Se a sua rota passa por trecho com cobrança sem cancela, resolva antes de sair. Instalar uma tag leva alguns dias entre pedido e entrega, e a instalação é feita por você mesmo, com o adesivo no para-brisa. Quem viaja pouco pode escolher um plano sem mensalidade e pagar apenas pelo uso, o que resolve o free flow sem custo fixo.

Se preferir não usar tag, anote na primeira parada quais rodovias você pegou. Esse rabisco de trinta segundos é o que separa uma tarifa de poucos reais de uma infração grave com pontos na carteira.

Perguntas frequentes

Como pagar o pedágio free flow sem tag?

Pelo site ou aplicativo da concessionária que administra o trecho, informando a placa do veículo. A cobrança aparece alguns dias depois da passagem, e o pagamento pode ser feito por Pix, cartão ou boleto, conforme a concessionária.

Qual o prazo para pagar o free flow?

Na regra federal, 15 dias contados da passagem pelo pórtico. Depois desse prazo, a falta de pagamento pode ser tratada como evasão de pedágio, que é infração de trânsito grave.

No free flow eu preciso reduzir a velocidade?

Não. Não existe cancela nem guarita, e a leitura acontece com o veículo em velocidade normal de rodovia.

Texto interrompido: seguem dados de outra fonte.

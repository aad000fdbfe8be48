//! Unified error types for the hood controller.
//!
//! A single `Error` enum that every subsystem can convert into, keeping the
//! control loop's error handling uniform.  All variants are `Copy` so they
//! pass through the acquisition chain and actuation layer without allocation.

use core::fmt;

use crate::sensors::Channel;

// ---------------------------------------------------------------------------
// Top-level error
// ---------------------------------------------------------------------------

#[derive(Debug, Clone, Copy, PartialEq, Eq)]
pub enum Error {
    /// A sensor could not be read or returned unusable data.
    Sensor(SensorError),
    /// A relay or remote switch command failed.
    Actuator(ActuatorError),
}

impl fmt::Display for Error {
    fn fmt(&self, f: &mut fmt::Formatter<'_>) -> fmt::Result {
        match self {
            Self::Sensor(e) => write!(f, "sensor: {e}"),
            Self::Actuator(e) => write!(f, "actuator: {e}"),
        }
    }
}

impl std::error::Error for Error {}

// ---------------------------------------------------------------------------
// Sensor errors
// ---------------------------------------------------------------------------

#[derive(Debug, Clone, Copy, PartialEq, Eq)]
pub enum SensorError {
    /// The remote sensor did not answer.
    Unreachable(Channel),
    /// The sensor answered without a value.
    Missing(Channel),
    /// The value was NaN or infinite.
    NonFinite(Channel),
}

impl SensorError {
    pub fn channel(self) -> Channel {
        match self {
            Self::Unreachable(c) | Self::Missing(c) | Self::NonFinite(c) => c,
        }
    }
}

impl fmt::Display for SensorError {
    fn fmt(&self, f: &mut fmt::Formatter<'_>) -> fmt::Result {
        match self {
            Self::Unreachable(c) => write!(f, "{c} unreachable"),
            Self::Missing(c) => write!(f, "{c} returned no value"),
            Self::NonFinite(c) => write!(f, "{c} returned a non-finite value"),
        }
    }
}

impl From<SensorError> for Error {
    fn from(e: SensorError) -> Self {
        Self::Sensor(e)
    }
}

// ---------------------------------------------------------------------------
// Actuator errors
// ---------------------------------------------------------------------------

#[derive(Debug, Clone, Copy, PartialEq, Eq)]
pub enum ActuatorError {
    /// Relay line pulse failed.
    LineWriteFailed(u8),
    /// Remote switch (light / hazard) did not acknowledge.
    SwitchUnreachable(u8),
}

impl fmt::Display for ActuatorError {
    fn fmt(&self, f: &mut fmt::Formatter<'_>) -> fmt::Result {
        match self {
            Self::LineWriteFailed(line) => write!(f, "relay line {line} write failed"),
            Self::SwitchUnreachable(id) => write!(f, "switch {id} unreachable"),
        }
    }
}

impl From<ActuatorError> for Error {
    fn from(e: ActuatorError) -> Self {
        Self::Actuator(e)
    }
}

// ---------------------------------------------------------------------------
// Convenience Result alias
// ---------------------------------------------------------------------------

pub type Result<T> = core::result::Result<T, Error>;
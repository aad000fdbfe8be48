//! Dashboard text derivation.
//!
//! Pure functions that turn controller state into the strings shown on the
//! device's virtual components: a status label, a compact visual line with
//! trend glyphs and a verbose numeric line.

use core::fmt;

use crate::sensors::signals::Signals;

/// Snapshot of the four numbers the dashboard shows.
#[derive(Debug, Clone, Copy, PartialEq, Default)]
pub struct Trend {
    pub temp_diff: f32,
    pub rh_diff: f32,
    pub temp_slope: f32,
    pub rh_slope: f32,
}

impl From<&Signals> for Trend {
    fn from(s: &Signals) -> Self {
        Self {
            temp_diff: s.temp_diff,
            rh_diff: s.rh_diff,
            temp_slope: s.temp_slope,
            rh_slope: s.rh_slope,
        }
    }
}

// ── Status label ──────────────────────────────────────────────

#[derive(Debug, Clone, Copy, PartialEq, Eq)]
pub enum StatusLabel {
    Ready,
    Cooking,
    Heating,
    Venting,
    Manual,
    Alarm,
}

impl StatusLabel {
    pub fn as_str(self) -> &'static str {
        match self {
            Self::Ready => "READY",
            Self::Cooking => "COOKING",
            Self::Heating => "HEATING",
            Self::Venting => "VENTING",
            Self::Manual => "MANUAL",
            Self::Alarm => "ALARM",
        }
    }
}

impl fmt::Display for StatusLabel {
    fn fmt(&self, f: &mut fmt::Formatter<'_>) -> fmt::Result {
        f.write_str(self.as_str())
    }
}

/// Inputs for [`status_label`].
#[derive(Debug, Clone, Copy, PartialEq, Default)]
pub struct StatusInputs {
    pub fan_on: bool,
    pub alarm: bool,
    pub manual: bool,
    pub cooldown: bool,
    /// Hood temperature slope over the heating window.
    pub heating_slope: f32,
}

/// Priority: ALARM > MANUAL > VENTING > HEATING > COOKING > READY.
/// Only an alarm is shown with the fan off.
pub fn status_label(inp: &StatusInputs, heating_slope_c_pm: f32) -> StatusLabel {
    if inp.alarm {
        return StatusLabel::Alarm;
    }
    if !inp.fan_on {
        return StatusLabel::Ready;
    }
    if inp.manual {
        StatusLabel::Manual
    } else if inp.cooldown {
        StatusLabel::Venting
    } else if inp.heating_slope > heating_slope_c_pm {
        StatusLabel::Heating
    } else {
        StatusLabel::Cooking
    }
}

// ── Trend glyphs ──────────────────────────────────────────────

const RISE_FAST: &str = "⏫";
const RISE: &str = "🔼";
const FALL_FAST: &str = "⏬";
const FALL: &str = "🔽";
const TEMP_STABLE: &str = "◀️";
const RH_STABLE: &str = "▶️";

/// Arrow for a slope with a small (`low`) and large (`high`) threshold.
pub fn trend_glyph(slope: f32, low: f32, high: f32, stable: &'static str) -> &'static str {
    if slope > high {
        RISE_FAST
    } else if slope > low {
        RISE
    } else if slope < -high {
        FALL_FAST
    } else if slope < -low {
        FALL
    } else {
        stable
    }
}

/// `🌡️{tdiff}{glyph}|💧{rhdiff}{glyph}`
pub fn visual_line(t: &Trend) -> String {
    let tg = trend_glyph(t.temp_slope, 0.3, 2.0, TEMP_STABLE);
    let rg = trend_glyph(t.rh_slope, 1.0, 5.0, RH_STABLE);
    format!("🌡️{:.1}{}|💧{:.1}{}", t.temp_diff, tg, t.rh_diff, rg)
}

/// `T:{tdiff}/{tslope} H:{rhdiff}/{rhslope}`
pub fn verbose_line(t: &Trend) -> String {
    format!(
        "T:{:.1}/{:.1} H:{:.1}/{:.1}",
        t.temp_diff, t.temp_slope, t.rh_diff, t.rh_slope
    )
}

Manter a velocidade da via é o comportamento correto.

Como funciona o free flow em carro alugado?

A cobrança vai para a placa, então chega à locadora, que repassa o valor no cartão cadastrado, em geral com uma taxa administrativa. Confirme no balcão como a empresa trata pedágio eletrônico antes de assinar o contrato.

A tag de pedágio funciona no free flow?

Sim. Com a tag colada no vidro, o pórtico identifica o veículo pelo dispositivo e o valor entra na fatura da operadora, sem que você precise acessar o site depois.